Figure out the number of lines in the data that hold the string "reread". Reply with that figure only.

<<<<

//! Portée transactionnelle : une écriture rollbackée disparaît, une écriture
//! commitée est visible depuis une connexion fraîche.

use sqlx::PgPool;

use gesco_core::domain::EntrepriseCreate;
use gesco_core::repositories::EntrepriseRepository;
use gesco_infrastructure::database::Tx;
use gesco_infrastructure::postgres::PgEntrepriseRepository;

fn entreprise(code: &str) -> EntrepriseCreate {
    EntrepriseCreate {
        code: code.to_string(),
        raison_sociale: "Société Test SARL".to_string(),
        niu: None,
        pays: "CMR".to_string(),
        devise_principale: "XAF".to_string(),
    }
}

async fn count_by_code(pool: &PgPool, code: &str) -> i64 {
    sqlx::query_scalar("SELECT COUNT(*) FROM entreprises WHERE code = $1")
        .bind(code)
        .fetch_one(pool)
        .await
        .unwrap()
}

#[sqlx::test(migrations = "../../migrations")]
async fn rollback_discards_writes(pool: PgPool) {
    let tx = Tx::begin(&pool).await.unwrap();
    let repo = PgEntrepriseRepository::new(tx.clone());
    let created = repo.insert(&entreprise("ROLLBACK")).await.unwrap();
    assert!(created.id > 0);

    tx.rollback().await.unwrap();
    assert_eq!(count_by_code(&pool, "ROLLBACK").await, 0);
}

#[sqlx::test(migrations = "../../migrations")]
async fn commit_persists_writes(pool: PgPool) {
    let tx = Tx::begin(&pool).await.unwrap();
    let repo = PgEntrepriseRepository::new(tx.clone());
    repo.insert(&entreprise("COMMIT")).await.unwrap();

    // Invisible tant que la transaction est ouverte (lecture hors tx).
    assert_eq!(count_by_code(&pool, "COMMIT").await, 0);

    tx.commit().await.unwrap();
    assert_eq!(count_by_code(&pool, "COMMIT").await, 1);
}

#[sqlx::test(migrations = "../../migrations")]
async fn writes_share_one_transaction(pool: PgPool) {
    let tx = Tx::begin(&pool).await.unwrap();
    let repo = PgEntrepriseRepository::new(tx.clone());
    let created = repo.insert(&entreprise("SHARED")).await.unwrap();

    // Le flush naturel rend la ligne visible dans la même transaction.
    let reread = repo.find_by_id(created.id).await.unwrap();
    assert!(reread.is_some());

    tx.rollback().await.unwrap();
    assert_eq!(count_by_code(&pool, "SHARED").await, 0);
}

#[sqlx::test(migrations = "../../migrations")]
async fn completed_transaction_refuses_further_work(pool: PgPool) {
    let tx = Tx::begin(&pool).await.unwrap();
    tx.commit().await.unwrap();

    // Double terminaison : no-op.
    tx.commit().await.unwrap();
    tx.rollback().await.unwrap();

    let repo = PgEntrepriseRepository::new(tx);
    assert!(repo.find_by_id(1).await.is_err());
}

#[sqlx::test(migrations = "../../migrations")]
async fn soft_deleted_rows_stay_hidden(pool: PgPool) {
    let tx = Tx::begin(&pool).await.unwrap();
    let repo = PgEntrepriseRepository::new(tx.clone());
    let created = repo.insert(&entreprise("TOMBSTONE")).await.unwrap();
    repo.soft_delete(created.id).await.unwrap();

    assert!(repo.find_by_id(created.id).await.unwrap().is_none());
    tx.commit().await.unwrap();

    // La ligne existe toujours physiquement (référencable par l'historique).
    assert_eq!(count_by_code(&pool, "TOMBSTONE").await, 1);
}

>>>>

ANSWER — 2